Sono queste evidentemente scommesse che ne’ il Centro Destra (Berlusconi 1^ e 2^) e il Centro Sinistra (Governo Ciampi; Prodi 1^; D’alema; Prodi 2^) sono stati in grado di affrontare, con il risultato di aggravare queste criticità, di rendere ancora più difficili queste riforme (dagli studi della Commissione Onofri nel 97-98 ad oggi, tutti quelli che si sono cimentati su questi temi hanno confermato non solo la cresciuta delle criticità sociali, ma anche la crescente ingiustizia di un welfare che oggi copre malamente sono i lavoratori più garantiti e assolutamente si disinteressa, tolta un po’ di carità e qualche pensioncina, dei poveri, arrivando ad escludere dai suoi canoni proprio la missione di essere strumento di inclusione.

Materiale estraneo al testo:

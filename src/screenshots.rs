//! Marketing screenshot composition
//!
//! Every shot is laid out top to bottom: a translucent badge chip with the
//! app icon and name, the wrapped title and subtitle, then a device mockup
//! holding the app screen. Wide tiers add a smaller floating card beside the
//! device.

use std::collections::BTreeMap;
use std::path::PathBuf;

use image::{DynamicImage, Rgba, RgbImage};
use log::{debug, info};

use crate::catalog::{DeviceTier, ShotSpec, BADGE_LABEL, SHOTS};
use crate::icon::MasterIcon;
use crate::pipeline::write_png;
use crate::rendering::layout::{center_lines, wrap_text, Rect, TextBlock};
use crate::rendering::paint::{backdrop, PaintCommand, Shape};
use crate::rendering::raster::{self, fit, rasterize};
use crate::rendering::text::{FontSet, Weight};
use crate::rendering::{parse_hex, TextPalette};
use crate::{AssetConfig, Error, Result};

/// Height-to-width ratio of the device body.
const DEVICE_ASPECT: f32 = 2.08;
/// Margin the floating card keeps from the right canvas edge.
const CARD_EDGE_MARGIN: i32 = 28;
/// Inset of the screenshot inside the floating card.
const CARD_INSET: u32 = 18;
/// Edge of the icon copy handed to the badge chip.
const BADGE_ICON_SOURCE: u32 = 160;

/// Device mockup geometry for one canvas.
#[derive(Debug, Clone, Copy, PartialEq)]
pub struct DeviceFrame {
    pub body: Rect,
    pub corner: f32,
    pub screen: Rect,
    pub screen_corner: f32,
    pub notch: Rect,
    pub shadow: Rect,
    pub shadow_corner: f32,
    /// Secondary card, only on wide tiers and only when it fits.
    pub card: Option<Rect>,
}

impl DeviceFrame {
    /// Size and place the device below `content_bottom` on `tier`.
    ///
    /// On wide tiers the device and card are centered as a group so the card
    /// lands inside the canvas.
    pub fn layout(tier: &DeviceTier, content_bottom: i32) -> Self {
        let (w, h) = (tier.width as i32, tier.height as i32);
        let wf = tier.width as f32;
        let hf = tier.height as f32;

        let mut phone_w = (wf * if tier.wide { 0.46 } else { 0.66 }) as i32;
        let mut phone_h = (phone_w as f32 * DEVICE_ASPECT) as i32;
        let max_phone_h = (hf * if tier.wide { 0.56 } else { 0.60 }) as i32;
        if phone_h > max_phone_h {
            phone_h = max_phone_h;
            phone_w = (phone_h as f32 / DEVICE_ASPECT) as i32;
        }
        phone_w = phone_w.max(1);
        phone_h = phone_h.max(1);

        let card_w = (wf * 0.30) as i32;
        let card_gap = (w / 65).max(26);
        let mut phone_x = (w - phone_w) / 2;
        if tier.wide {
            let group = phone_w + card_gap + card_w;
            if group + 2 * CARD_EDGE_MARGIN <= w {
                phone_x = (w - group) / 2;
            }
        }

        let bottom_margin = (h / 38).max(40);
        let mut phone_y = content_bottom + (h / 90).max(26);
        if phone_y + phone_h > h - bottom_margin {
            phone_y = h - phone_h - bottom_margin;
        }
        let body = Rect::new(phone_x, phone_y, phone_w as u32, phone_h as u32);

        let shadow_drop = (h / 220).max(8);
        let margin_x = (phone_w / 24).max(14);
        let margin_top = (phone_h / 30).max(20);
        let margin_bottom = (phone_h / 38).max(16);
        let screen = Rect::from_corners(
            phone_x + margin_x,
            phone_y + margin_top,
            (phone_x + phone_w - margin_x).max(phone_x + margin_x + 1),
            (phone_y + phone_h - margin_bottom).max(phone_y + margin_top + 1),
        );

        let notch_w = (phone_w / 3).max(72);
        let notch_h = (phone_h / 35).max(24);
        let notch = Rect::new(
            phone_x + (phone_w - notch_w) / 2,
            phone_y + (phone_h / 42).max(10),
            notch_w as u32,
            notch_h as u32,
        );

        let card = tier
            .wide
            .then(|| {
                let card_h = (card_w as f32 * 1.84) as i32;
                let card_x = phone_x + phone_w + card_gap;
                let card_y = phone_y + (phone_h as f32 * 0.12) as i32;
                Rect::new(card_x, card_y, card_w.max(0) as u32, card_h.max(0) as u32)
            })
            .filter(|card| card.right() < w - CARD_EDGE_MARGIN && card.width > CARD_INSET * 2);

        Self {
            body,
            corner: (phone_w / 10).max(26) as f32,
            screen,
            screen_corner: (phone_w / 16).max(20) as f32,
            notch,
            shadow: body.translate(0, shadow_drop),
            shadow_corner: (phone_w / 11).max(24) as f32,
            card,
        }
    }
}

/// Compose one marketing screenshot.
pub fn render_shot(
    tier: &DeviceTier,
    spec: &ShotSpec,
    screen: &RgbImage,
    badge_icon: &RgbImage,
    fonts: &FontSet,
) -> Result<RgbImage> {
    let (width, height) = (tier.width, tier.height);
    let (w, h) = (width as i32, height as i32);
    let mut canvas = backdrop(width, height, &spec.palette)?;
    let mut commands = Vec::new();

    let bold = fonts.face(Weight::Bold);
    let regular = fonts.face(Weight::Regular);
    let title_px = (width / 14).max(56) as f32;
    let subtitle_px = (width / 34).max(30) as f32;
    let badge_px = (width / 44).max(24) as f32;

    // Badge chip
    let chip_h = (h / 35).max(58);
    let chip_w = (w / 3).max(250);
    let chip = Rect::new((w - chip_w) / 2, (h / 34).max(66), chip_w as u32, chip_h as u32);
    let chip_shape = Shape::rounded(chip, (chip_h / 2) as f32);
    commands.push(PaintCommand::Fill {
        shape: chip_shape,
        color: Rgba([255, 255, 255, 178]),
    });
    commands.push(PaintCommand::Stroke {
        shape: chip_shape,
        color: Rgba([255, 255, 255, 200]),
        width: (w / 520).max(1) as f32,
    });

    let icon_pad = (chip_h / 6).max(10);
    let icon_edge = (chip_h - icon_pad).max(1);
    let icon_x = chip.x + icon_pad;
    commands.push(PaintCommand::Image {
        image: DynamicImage::ImageRgb8(raster::resize(badge_icon, icon_edge as u32, icon_edge as u32)).to_rgba8(),
        x: icon_x,
        y: chip.y + (chip_h - icon_edge) / 2,
        corner_radius: None,
    });

    let label_h = bold.line_height(badge_px) as i32;
    commands.push(PaintCommand::Text {
        x: icon_x + icon_edge + (w / 120).max(12),
        y: chip.y + (chip_h - label_h) / 2,
        text: BADGE_LABEL.to_string(),
        face: bold.clone(),
        px: badge_px,
        color: Rgba([8, 40, 40, 240]),
    });

    // Headline
    let max_text_w = (width as f32 * if tier.wide { 0.80 } else { 0.86 }) as u32;
    let title_lines = wrap_text(spec.title, max_text_w, |s| bold.measure(s, title_px).width);
    let subtitle_lines = wrap_text(spec.subtitle, max_text_w, |s| regular.measure(s, subtitle_px).width);
    let text_colors = TextPalette::for_background(parse_hex(spec.palette[0])?);

    let (title_cmds, y) = center_lines(
        &TextBlock {
            lines: &title_lines,
            face: bold,
            px: title_px,
            color: text_colors.title,
            line_gap: (height / 210).max(10),
        },
        w / 2,
        chip.bottom() + (h / 40).max(46),
    );
    commands.extend(title_cmds);

    let (subtitle_cmds, y) = center_lines(
        &TextBlock {
            lines: &subtitle_lines,
            face: regular,
            px: subtitle_px,
            color: text_colors.subtitle,
            line_gap: (height / 260).max(6),
        },
        w / 2,
        y + (h / 120).max(12),
    );
    commands.extend(subtitle_cmds);

    // Device
    let frame = DeviceFrame::layout(tier, y);
    commands.push(PaintCommand::Blurred {
        shape: Shape::rounded(frame.shadow, frame.shadow_corner),
        color: Rgba([0, 0, 0, 105]),
        sigma: (w / 78).max(8) as f32,
    });
    commands.push(PaintCommand::Fill {
        shape: Shape::rounded(frame.body, frame.corner),
        color: Rgba([19, 26, 28, 255]),
    });
    let fitted = fit(screen, frame.screen.width, frame.screen.height, (0.5, 0.03));
    commands.push(PaintCommand::Image {
        image: DynamicImage::ImageRgb8(fitted).to_rgba8(),
        x: frame.screen.x,
        y: frame.screen.y,
        corner_radius: Some(frame.screen_corner),
    });
    commands.push(PaintCommand::Fill {
        shape: Shape::rounded(frame.notch, (frame.notch.height / 2) as f32),
        color: Rgba([15, 20, 22, 240]),
    });

    if let Some(card) = frame.card {
        let corner = (card.width / 12).max(20) as f32;
        commands.push(PaintCommand::Blurred {
            shape: Shape::rounded(card.translate(0, 8), corner),
            color: Rgba([0, 0, 0, 85]),
            sigma: (w / 120).max(6) as f32,
        });
        commands.push(PaintCommand::Fill {
            shape: Shape::rounded(card, corner),
            color: Rgba([255, 255, 255, 218]),
        });
        let mini = fit(
            screen,
            card.width - CARD_INSET * 2,
            card.height.saturating_sub(CARD_INSET * 2).max(1),
            (0.5, 0.08),
        );
        commands.push(PaintCommand::Image {
            image: DynamicImage::ImageRgb8(mini).to_rgba8(),
            x: card.x + CARD_INSET as i32,
            y: card.y + CARD_INSET as i32,
            corner_radius: Some(CARD_INSET as f32),
        });
    }

    rasterize(&mut canvas, &commands)?;
    Ok(raster::flatten(&canvas))
}

/// Decode every screen the shot list refers to.
fn load_screens(config: &AssetConfig, shots: &[ShotSpec]) -> Result<BTreeMap<&'static str, RgbImage>> {
    let mut screens = BTreeMap::new();
    for shot in shots {
        if screens.contains_key(shot.source_key) {
            continue;
        }
        let path = config
            .source_screens
            .get(shot.source_key)
            .ok_or_else(|| Error::UnknownScreen(shot.source_key.to_string()))?;
        let image = image::open(path)?.to_rgb8();
        debug!("Loaded screen '{}' from {}", shot.source_key, path.display());
        screens.insert(shot.source_key, image);
    }
    Ok(screens)
}

/// Render every shot for every configured tier into `<screenshots>/<tier>/NN.png`.
pub fn generate_screenshots(config: &AssetConfig, master: &MasterIcon, fonts: &FontSet) -> Result<Vec<PathBuf>> {
    let badge_icon = master.resized(BADGE_ICON_SOURCE);
    let screens = load_screens(config, &SHOTS)?;

    let mut written = Vec::new();
    for tier in &config.tiers {
        let tier_dir = config.screenshot_dir.join(&tier.name);
        std::fs::create_dir_all(&tier_dir).map_err(|e| Error::io(&tier_dir, e))?;
        for (index, shot) in SHOTS.iter().enumerate() {
            let screen = &screens[shot.source_key];
            let image = render_shot(tier, shot, screen, &badge_icon, fonts)?;
            let path = tier_dir.join(format!("{:02}.png", index + 1));
            write_png(&image, &path)?;
            written.push(path);
        }
        info!("Rendered {} screenshots for {} ({}x{})", SHOTS.len(), tier.name, tier.width, tier.height);
    }
    Ok(written)
}

#[cfg(test)]
mod tests {
    use super::*;
    use crate::catalog::default_tiers;
    use image::Rgb;

    #[test]
    fn phone_tiers_have_no_card() {
        for tier in default_tiers().iter().filter(|t| !t.wide) {
            let frame = DeviceFrame::layout(tier, 600);
            assert!(frame.card.is_none());
            assert_eq!(frame.body.x, (tier.width as i32 - frame.body.width as i32) / 2);
            assert!(frame.body.bottom() <= tier.height as i32 - 40);
        }
    }

    #[test]
    fn wide_tier_card_fits_inside_canvas() {
        let tier = DeviceTier::new("ipad_13", 2064, 2752, true);
        let frame = DeviceFrame::layout(&tier, 700);
        let card = frame.card.expect("wide tier should place a card");
        assert!(card.right() < 2064 - CARD_EDGE_MARGIN);
        assert!(card.x > frame.body.right());
        // height-capped device: 56% of the canvas
        assert_eq!(frame.body.height, (2752.0 * 0.56) as u32);
    }

    #[test]
    fn screen_sits_inside_the_body() {
        let tier = DeviceTier::new("iphone_6.7", 1290, 2796, false);
        let frame = DeviceFrame::layout(&tier, 500);
        assert!(frame.screen.x > frame.body.x);
        assert!(frame.screen.right() < frame.body.right());
        assert!(frame.screen.y > frame.body.y);
        assert!(frame.screen.bottom() < frame.body.bottom());
        assert!(frame.notch.y > frame.body.y);
    }

    #[test]
    fn device_is_pushed_up_when_text_runs_long() {
        let tier = DeviceTier::new("small", 322, 699, false);
        let frame = DeviceFrame::layout(&tier, 650);
        assert_eq!(frame.body.bottom(), 699 - 40);
    }

    #[test]
    fn renders_at_tier_size_for_small_tiers() {
        let screen = RgbImage::from_pixel(120, 260, Rgb([240, 240, 240]));
        let icon = RgbImage::from_pixel(160, 160, Rgb([0, 120, 110]));
        let fonts = FontSet::builtin();
        for tier in [
            DeviceTier::new("narrow", 322, 699, false),
            DeviceTier::new("wide", 516, 688, true),
        ] {
            let shot = render_shot(&tier, &SHOTS[1], &screen, &icon, &fonts).unwrap();
            assert_eq!(shot.dimensions(), (tier.width, tier.height));
        }
    }

    #[test]
    fn rendering_is_deterministic() {
        let screen = RgbImage::from_fn(90, 200, |x, y| Rgb([(x * 2) as u8, (y % 256) as u8, 128]));
        let icon = RgbImage::from_pixel(160, 160, Rgb([0, 120, 110]));
        let tier = DeviceTier::new("t", 300, 600, false);
        let fonts = FontSet::builtin();
        let a = render_shot(&tier, &SHOTS[0], &screen, &icon, &fonts).unwrap();
        let b = render_shot(&tier, &SHOTS[0], &screen, &icon, &fonts).unwrap();
        assert_eq!(a.as_raw(), b.as_raw());
    }

    #[test]
    fn missing_screen_key_is_reported() {
        let mut config = AssetConfig::for_project("/nowhere");
        config.source_screens.remove("stats");
        assert!(matches!(load_screens(&config, &SHOTS), Err(Error::UnknownScreen(key)) if key == "stats"));
    }
}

La destra ora le grandi riforme non le annuncia più nemmeno ma le sta realizzando. La sinistra riformista invece continua a sognarle con l’evidente difficoltà di saper governare il consenso e le relazioni necessarie per poterle realizzare, e di poter chiaramente esplicitare i propri intendimenti rispetto alla propria base politica e sociale fin troppo conservatrice.
Chi pensa che il Lavoro e le Tutele Sociali (la lotta contro l’esclusione sociale e non certo l’assistenzialismo passivo e categoriale!) siano parte del nostro modello sociale, deve mettere mano a queste riforme con la piena convinzione di garantire il carattere aperto della nostra società e quella mobilità e ricambio sociale che uniscono alle liberta’ formali quelle civili e sociali.